Question: Once again, I’m painting an infinitely long strip of canvas, broken up into adjacent $1$ cm-by-$1$ cm squares. Squares are randomly and independently numbered $0$ or $1.$ But this time, the strip itself is $2$ cm wide.

Squares are considered adjacent if they share a common edge. So squares can be horizontally or vertically adjacent, but not diagonally adjacent.

Once I’m done painting, there will again be many “clusters” of contiguous red and blue squares. The example below contains $20$ total squares and nine clusters, which means the average size of a cluster here is approximately $2.22$ squares.

Once I’m done painting, what will be the average size of each red or blue cluster?

(Fiddler on the Proof)

Solution

Outline

To make a cluster with $s$ tiles, we need all $s$ of those tiles to be one color, and all of the tiles on the perimeter to be another. So, the probability of any given configuration is just $q^s(1-q)^p$. also, the configuration might have a $2$ or $4$-fold symmetry.

Given these configurations, finding their probability is straightforward. However, getting the configurations is not and, so, will spoil an exact calculation.

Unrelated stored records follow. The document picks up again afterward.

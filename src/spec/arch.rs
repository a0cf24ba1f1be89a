// src/spec/arch.rs

//! Architecture triples: platform, operating system and target
//!
//! A target constraint is either one microarchitecture or a range over a
//! family, `lo:`, `:hi` or `lo:hi`. `x86_64:` means x86_64 or anything that
//! descends from it, so `haswell` and `zen2` satisfy it but `aarch64` does
//! not. Targets missing from the family table only match themselves.

use crate::error::{Error, Result};
use serde::{Deserialize, Serialize};
use std::fmt;

/// A concrete `platform-os-target` triple
#[derive(Debug, Clone, PartialEq, Eq, Hash, PartialOrd, Ord, Serialize, Deserialize)]
pub struct Arch {
    pub platform: String,
    pub os: String,
    pub target: String,
}

impl Arch {
    pub fn new(
        platform: impl Into<String>,
        os: impl Into<String>,
        target: impl Into<String>,
    ) -> Self {
        Self {
            platform: platform.into(),
            os: os.into(),
            target: target.into(),
        }
    }

    /// Parse `linux-ubuntu22.04-x86_64`; no part may be a wildcard
    pub fn parse(s: &str) -> Result<Self> {
        let constraint = ArchConstraint::parse_triple(s)?;
        match (constraint.platform, constraint.os, constraint.target) {
            (Some(platform), Some(os), Some(TargetConstraint::Exact(target))) => {
                Ok(Self::new(platform, os, target))
            }
            _ => Err(Error::ParseError(format!(
                "architecture '{}' must not contain wildcards or ranges",
                s
            ))),
        }
    }
}

impl fmt::Display for Arch {
    fn fmt(&self, f: &mut fmt::Formatter<'_>) -> fmt::Result {
        write!(f, "{}-{}-{}", self.platform, self.os, self.target)
    }
}

/// Which part of an architecture two constraints disagree on
#[derive(Debug, Clone, Copy, PartialEq, Eq)]
pub enum ArchField {
    Platform,
    Os,
    Target,
}

impl fmt::Display for ArchField {
    fn fmt(&self, f: &mut fmt::Formatter<'_>) -> fmt::Result {
        match self {
            ArchField::Platform => write!(f, "platform"),
            ArchField::Os => write!(f, "os"),
            ArchField::Target => write!(f, "target"),
        }
    }
}

/// Microarchitectures and the target each one descends from
const TARGET_PARENTS: &[(&str, &str)] = &[
    ("x86_64_v2", "x86_64"),
    ("x86_64_v3", "x86_64_v2"),
    ("x86_64_v4", "x86_64_v3"),
    ("nocona", "x86_64"),
    ("core2", "nocona"),
    ("nehalem", "core2"),
    ("westmere", "nehalem"),
    ("sandybridge", "westmere"),
    ("ivybridge", "sandybridge"),
    ("haswell", "ivybridge"),
    ("broadwell", "haswell"),
    ("skylake", "broadwell"),
    ("skylake_avx512", "skylake"),
    ("cascadelake", "skylake_avx512"),
    ("icelake", "cascadelake"),
    ("sapphirerapids", "icelake"),
    ("k10", "x86_64"),
    ("bulldozer", "k10"),
    ("piledriver", "bulldozer"),
    ("zen", "x86_64"),
    ("zen2", "zen"),
    ("zen3", "zen2"),
    ("zen4", "zen3"),
    ("neoverse_n1", "aarch64"),
    ("neoverse_v1", "neoverse_n1"),
    ("neoverse_v2", "neoverse_v1"),
    ("a64fx", "aarch64"),
    ("m1", "aarch64"),
    ("m2", "m1"),
    ("power8le", "ppc64le"),
    ("power9le", "power8le"),
    ("power10le", "power9le"),
];

fn parent_target(target: &str) -> Option<&'static str> {
    TARGET_PARENTS
        .iter()
        .find(|(name, _)| *name == target)
        .map(|(_, parent)| *parent)
}

/// Whether `target` is `ancestor` or descends from it
pub fn descends_from(target: &str, ancestor: &str) -> bool {
    let mut current = Some(target);
    while let Some(name) = current {
        if name == ancestor {
            return true;
        }
        current = parent_target(name);
    }
    false
}

/// The more specific of two targets on one line of descent
fn newer<'a>(a: &'a str, b: &'a str) -> Option<&'a str> {
    if descends_from(a, b) {
        Some(a)
    } else if descends_from(b, a) {
        Some(b)
    } else {
        None
    }
}

/// The more generic of two targets on one line of descent
fn older<'a>(a: &'a str, b: &'a str) -> Option<&'a str> {
    newer(a, b).map(|n| if n == a { b } else { a })
}

/// One target or a range of them
#[derive(Debug, Clone, PartialEq, Eq)]
pub enum TargetConstraint {
    Exact(String),
    /// Both ends inclusive; at least one is set
    Range { lo: Option<String>, hi: Option<String> },
}

impl TargetConstraint {
    /// Parse `name`, `lo:`, `:hi` or `lo:hi`; `None` for a wildcard
    pub fn parse(s: &str) -> Result<Option<Self>> {
        let s = s.trim();
        let Some((lo, hi)) = s.split_once(':') else {
            return Ok(wildcard(s).map(Self::Exact));
        };
        let bad = |why: &str| Error::ParseError(format!("invalid target range '{}': {}", s, why));
        if hi.contains(':') {
            return Err(bad("more than one ':'"));
        }
        let lo = wildcard(lo);
        let hi = wildcard(hi);
        match (lo, hi) {
            (None, None) => Ok(None),
            (Some(lo), Some(hi)) if lo == hi => Ok(Some(Self::Exact(lo))),
            (Some(lo), Some(hi)) if !descends_from(&hi, &lo) => {
                Err(bad(&format!("{} does not descend from {}", hi, lo)))
            }
            (lo, hi) => Ok(Some(Self::Range { lo, hi })),
        }
    }

    pub fn contains(&self, target: &str) -> bool {
        match self {
            Self::Exact(name) => name == target,
            Self::Range { lo, hi } => {
                lo.as_deref().is_none_or(|lo| descends_from(target, lo))
                    && hi.as_deref().is_none_or(|hi| descends_from(hi, target))
            }
        }
    }

    /// Targets in both; `None` when they share none
    pub fn intersect(&self, other: &Self) -> Option<Self> {
        match (self, other) {
            (Self::Exact(a), b) | (b, Self::Exact(a)) => {
                b.contains(a).then(|| Self::Exact(a.clone()))
            }
            (Self::Range { lo: lo_a, hi: hi_a }, Self::Range { lo: lo_b, hi: hi_b }) => {
                let lo = match (lo_a, lo_b) {
                    (Some(a), Some(b)) => Some(newer(a, b)?.to_string()),
                    (a, b) => a.clone().or_else(|| b.clone()),
                };
                let hi = match (hi_a, hi_b) {
                    (Some(a), Some(b)) => Some(older(a, b)?.to_string()),
                    (a, b) => a.clone().or_else(|| b.clone()),
                };
                match (lo, hi) {
                    (Some(lo), Some(hi)) if lo == hi => Some(Self::Exact(lo)),
                    (Some(lo), Some(hi)) if !descends_from(&hi, &lo) => None,
                    (lo, hi) => Some(Self::Range { lo, hi }),
                }
            }
        }
    }

    /// Whether every target in `self` is also in `other`
    pub fn is_subset_of(&self, other: &Self) -> bool {
        other.intersect(self).as_ref() == Some(self)
    }

    /// `preferred` when it fits, otherwise the most generic target in range
    fn pick(&self, preferred: &str) -> String {
        match self {
            Self::Exact(name) => name.clone(),
            _ if self.contains(preferred) => preferred.to_string(),
            Self::Range { lo: Some(lo), .. } => lo.clone(),
            Self::Range { hi: Some(hi), .. } => hi.clone(),
            Self::Range { .. } => preferred.to_string(),
        }
    }
}

impl fmt::Display for TargetConstraint {
    fn fmt(&self, f: &mut fmt::Formatter<'_>) -> fmt::Result {
        match self {
            Self::Exact(name) => write!(f, "{}", name),
            Self::Range { lo, hi } => write!(
                f,
                "{}:{}",
                lo.as_deref().unwrap_or(""),
                hi.as_deref().unwrap_or("")
            ),
        }
    }
}

/// Architecture constraint; `None` parts are unconstrained
#[derive(Debug, Clone, Default, PartialEq, Eq)]
pub struct ArchConstraint {
    pub platform: Option<String>,
    pub os: Option<String>,
    pub target: Option<TargetConstraint>,
}

fn wildcard(part: &str) -> Option<String> {
    match part.trim() {
        "" | "*" | "None" | "none" => None,
        other => Some(other.to_string()),
    }
}

/// A platform or os value; ranges only exist for targets
fn plain(field: ArchField, part: &str) -> Result<Option<String>> {
    if part.contains(':') {
        return Err(Error::ParseError(format!("{} '{}' cannot be a range", field, part)));
    }
    Ok(wildcard(part))
}

fn merge(
    field: ArchField,
    left: &Option<String>,
    right: &Option<String>,
) -> std::result::Result<Option<String>, ArchField> {
    match (left, right) {
        (Some(a), Some(b)) if a != b => Err(field),
        (Some(a), _) | (None, Some(a)) => Ok(Some(a.clone())),
        (None, None) => Ok(None),
    }
}

impl ArchConstraint {
    /// Parse `platform-os-target`, where `*` or `None` leaves a part open
    pub fn parse_triple(s: &str) -> Result<Self> {
        let parts: Vec<&str> = s.trim().splitn(3, '-').collect();
        if parts.len() != 3 {
            return Err(Error::ParseError(format!(
                "architecture '{}' must be platform-os-target",
                s
            )));
        }
        Ok(Self {
            platform: plain(ArchField::Platform, parts[0])?,
            os: plain(ArchField::Os, parts[1])?,
            target: TargetConstraint::parse(parts[2])?,
        })
    }

    /// Set one part from a `platform=`, `os=` or `target=` token
    pub fn with_field(mut self, field: ArchField, value: &str) -> Result<Self> {
        match field {
            ArchField::Platform => self.platform = plain(field, value)?,
            ArchField::Os => self.os = plain(field, value)?,
            ArchField::Target => self.target = TargetConstraint::parse(value)?,
        }
        Ok(self)
    }

    pub fn is_unconstrained(&self) -> bool {
        self.platform.is_none() && self.os.is_none() && self.target.is_none()
    }

    /// Merge part by part; on disagreement, report the offending part
    pub fn intersect(&self, other: &ArchConstraint) -> std::result::Result<Self, ArchField> {
        Ok(Self {
            platform: merge(ArchField::Platform, &self.platform, &other.platform)?,
            os: merge(ArchField::Os, &self.os, &other.os)?,
            target: match (&self.target, &other.target) {
                (Some(a), Some(b)) => Some(a.intersect(b).ok_or(ArchField::Target)?),
                (a, b) => a.clone().or_else(|| b.clone()),
            },
        })
    }

    pub fn satisfied_by(&self, arch: &Arch) -> bool {
        self.platform.as_ref().is_none_or(|p| *p == arch.platform)
            && self.os.as_ref().is_none_or(|o| *o == arch.os)
            && self.target.as_ref().is_none_or(|t| t.contains(&arch.target))
    }

    /// Fill open parts from a default architecture
    ///
    /// A target range keeps the default target when it falls inside the
    /// range and otherwise takes the range's most generic end.
    pub fn complete(&self, defaults: &Arch) -> Arch {
        Arch {
            platform: self.platform.clone().unwrap_or_else(|| defaults.platform.clone()),
            os: self.os.clone().unwrap_or_else(|| defaults.os.clone()),
            target: match &self.target {
                Some(target) => target.pick(&defaults.target),
                None => defaults.target.clone(),
            },
        }
    }
}

impl From<&Arch> for ArchConstraint {
    fn from(arch: &Arch) -> Self {
        Self {
            platform: Some(arch.platform.clone()),
            os: Some(arch.os.clone()),
            target: Some(TargetConstraint::Exact(arch.target.clone())),
        }
    }
}

impl fmt::Display for ArchConstraint {
    fn fmt(&self, f: &mut fmt::Formatter<'_>) -> fmt::Result {
        if let (Some(p), Some(o), Some(t)) = (&self.platform, &self.os, &self.target) {
            return write!(f, "arch={}-{}-{}", p, o, t);
        }
        let mut parts = Vec::new();
        if let Some(p) = &self.platform {
            parts.push(format!("platform={}", p));
        }
        if let Some(o) = &self.os {
            parts.push(format!("os={}", o));
        }
        if let Some(t) = &self.target {
            parts.push(format!("target={}", t));
        }
        write!(f, "{}", parts.join(" "))
    }
}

The big idea of this solution is to find the configurations for the first few cluster sizes, and observe how successive generations are formed from earlier ones. This motivates a simplifying assumption, that for large cluster sizes $s,$ the probabilities start to follow a geometric series. With this assumption, we’ll build a model that gets the ratio of subsequent probabilities and with this approximate probability distribution, we’ll calculate the average cluster size.

Configuration inspection

To start, let’s analyze the configurations for the first few cluster sizes.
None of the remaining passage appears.